Dr Aleksandar Nikoloski
Dr Aleksandar Nikoloski MAusIMM, Academic Chair in Extractive Metallurgy /Associate Professor at Murdoch University
ยท 1300 words, 5 min read

Few professions have been more important to human development than metallurgists, and no group of elements have had more impact on humankind’s control of their environment than metals.

Metallurgy started with the discovery of gold in the Stone Age (ca 6000 BCE), followed by the Copper Age (ca 4000 BCE), then the Bronze (ca 2800 BCE) and Iron (ca 1500 BCE) Ages. This was followed by a relative lull in innovation during medieval times that lasted until the Industrial Revolution in 1800 CE.

The development of the first processes for producing appreciable quantities of high-grade smelted iron, the main metal of construction in modern human history, was enabled by the effective application of stored energy in fossil fuels to reach temperatures that could melt iron. The combination of these two key developments was a major leap forward in metallurgy, and a turning point for human developments and quality of life. What followed was an exponential growth in humanity’s adaptation of earth to suit its own purposes, and the exploitation of a seemingly limitless supply of energy and resources to meet human needs.

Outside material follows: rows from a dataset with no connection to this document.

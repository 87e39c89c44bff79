// plain terminal output

use super::document::Document;

const MIN_RULE_WIDTH: usize = 10;

/// render the document as plain text for a terminal
pub fn to_text(document: &Document) -> String {
    let mut output = String::new();

    let width = document
        .header
        .title
        .chars()
        .count()
        .max(document.header.subtitle.chars().count())
        .max(MIN_RULE_WIDTH);

    output.push_str(&format!("{:^width$}\n", document.header.title, width = width));
    output.push_str(&format!("{:^width$}\n", document.header.subtitle, width = width));
    output.push_str(&format!("{}\n", "=".repeat(width)));

    for card in &document.cards {
        output.push('\n');
        output.push_str(&format!("[{}]  {}\n", card.badge.label, card.date));

        for section in &card.sections {
            output.push_str(&format!("\n  {}\n", section.display_heading()));
            for item in &section.items {
                output.push_str(&format!("    * {}\n", item));
            }
        }
    }

    output.push('\n');
    output.push_str(&format!("{}\n", "-".repeat(width)));
    output.push_str(&format!("{}\n", document.footer.note));

    output
}

#[cfg(test)]
mod tests {
    use super::*;
    use crate::utils::changelog::{PageConfig, builtin_changelog};
    use crate::utils::render::ChangelogRenderer;

    #[test]
    fn test_text_layout() {
        let doc = ChangelogRenderer::new(PageConfig::new().show_icons(false))
            .render(builtin_changelog());
        let text = to_text(&doc);

        assert!(text.contains("[v2.0.0]  January 15, 2025\n"));
        assert!(text.contains("\n  New Features\n    * AI-powered content generation for notes\n"));
        assert!(text.trim_end().ends_with("contact support."));

        let first = text.find("[v2.0.0]").unwrap();
        let second = text.find("[v1.5.0]").unwrap();
        let third = text.find("[v1.0.0]").unwrap();
        assert!(first < second && second < third);
    }
}
// page rendering: document tree and output writers

pub mod document;
pub mod html;
pub mod markdown;
pub mod renderer;
pub mod text;

pub use document::{Badge, Card, Document, Footer, Header, Section};
pub use html::{HtmlOptions, to_html};
pub use markdown::to_markdown;
pub use renderer::ChangelogRenderer;
pub use text::to_text;

use crate::error::{Error, Result};
use std::fmt;
use std::io::Write;
use std::path::Path;

/// output encodings for a rendered document
#[derive(Debug, Clone, Copy, PartialEq, Eq)]
pub enum OutputFormat {
    Html,
    Markdown,
    Text,
    Json,
}

impl fmt::Display for OutputFormat {
    fn fmt(&self, f: &mut fmt::Formatter<'_>) -> fmt::Result {
        match self {
            OutputFormat::Html => write!(f, "html"),
            OutputFormat::Markdown => write!(f, "markdown"),
            OutputFormat::Text => write!(f, "text"),
            OutputFormat::Json => write!(f, "json"),
        }
    }
}

impl std::str::FromStr for OutputFormat {
    type Err = String;

    fn from_str(s: &str) -> std::result::Result<Self, Self::Err> {
        match s.to_lowercase().as_str() {
            "html" => Ok(OutputFormat::Html),
            "markdown" | "md" => Ok(OutputFormat::Markdown),
            "text" | "txt" => Ok(OutputFormat::Text),
            "json" => Ok(OutputFormat::Json),
            _ => Err(format!(
                "invalid output format: {}, use 'html', 'markdown', 'text' or 'json'",
                s
            )),
        }
    }
}

/// render the document in the requested format
pub fn write_document(
    document: &Document,
    format: OutputFormat,
    html_options: &HtmlOptions,
) -> Result<String> {
    let output = match format {
        OutputFormat::Html => to_html(document, html_options),
        OutputFormat::Markdown => to_markdown(document),
        OutputFormat::Text => to_text(document),
        OutputFormat::Json => {
            let mut json = serde_json::to_string_pretty(document)
                .map_err(|e| Error::SerializeError { source: e })?;
            json.push('\n');
            json
        }
    };
    Ok(output)
}

/// render the document and write it to `writer`
pub fn write_to<W: Write>(
    writer: &mut W,
    document: &Document,
    format: OutputFormat,
    html_options: &HtmlOptions,
) -> Result<()> {
    let output = write_document(document, format, html_options)?;
    writer.write_all(output.as_bytes())?;
    writer.flush()?;
    Ok(())
}

/// render the document and write it to a file
pub fn write_file(
    path: &Path,
    document: &Document,
    format: OutputFormat,
    html_options: &HtmlOptions,
) -> Result<()> {
    let output = write_document(document, format, html_options)?;
    std::fs::write(path, output).map_err(|e| Error::FileWriteError {
        path: path.to_path_buf(),
        source: e,
    })?;
    tracing::info!(path = %path.display(), format = %format, "wrote changelog page");
    Ok(())
}

#[cfg(test)]
mod tests {
    use super::*;
    use crate::utils::changelog::builtin_changelog;

    #[test]
    fn test_output_format_from_str() {
        assert_eq!("MD".parse::<OutputFormat>(), Ok(OutputFormat::Markdown));
        assert_eq!("html".parse::<OutputFormat>(), Ok(OutputFormat::Html));
        assert!("pdf".parse::<OutputFormat>().is_err());
    }

    #[test]
    fn test_json_round_trips_document() {
        let doc = ChangelogRenderer::default().render(builtin_changelog());
        let json = write_document(&doc, OutputFormat::Json, &HtmlOptions::default()).unwrap();
        let back: Document = serde_json::from_str(&json).unwrap();
        assert_eq!(back, doc);
    }

    #[test]
    fn test_write_to_buffer() {
        let doc = ChangelogRenderer::default().render(builtin_changelog());
        let mut buffer = Vec::new();
        write_to(&mut buffer, &doc, OutputFormat::Text, &HtmlOptions::default()).unwrap();
        let text = String::from_utf8(buffer).unwrap();
        assert_eq!(text, to_text(&doc));
    }
}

From physical tools to science fiction

The development of new tools during and after the Industrial Revolution allowed significant scientific developments. A number of new metals were discovered in a relatively short period of 100 years, each with different physicochemical properties and potential uses. This paved the way for more technological and scientific progress, resulting in more changes in the 20th century than in all the centuries before that. Today, approximately 95 different metals are known, and this represents the largest group of the 118 currently known chemical elements in the periodic table of elements.

Today, the metals represent a key ingredient in almost every aspect of human life, with applications increasingly making use of metals’ less obvious properties including photochemical and magnetic properties, the huge variety of conductor and semiconductor properties essential to electronic applications, stored nuclear energy, and most recently the electrochemical properties that enable them to store and release energy reversibly, which is providing exciting new possibilities for clean and portable energy use and storage.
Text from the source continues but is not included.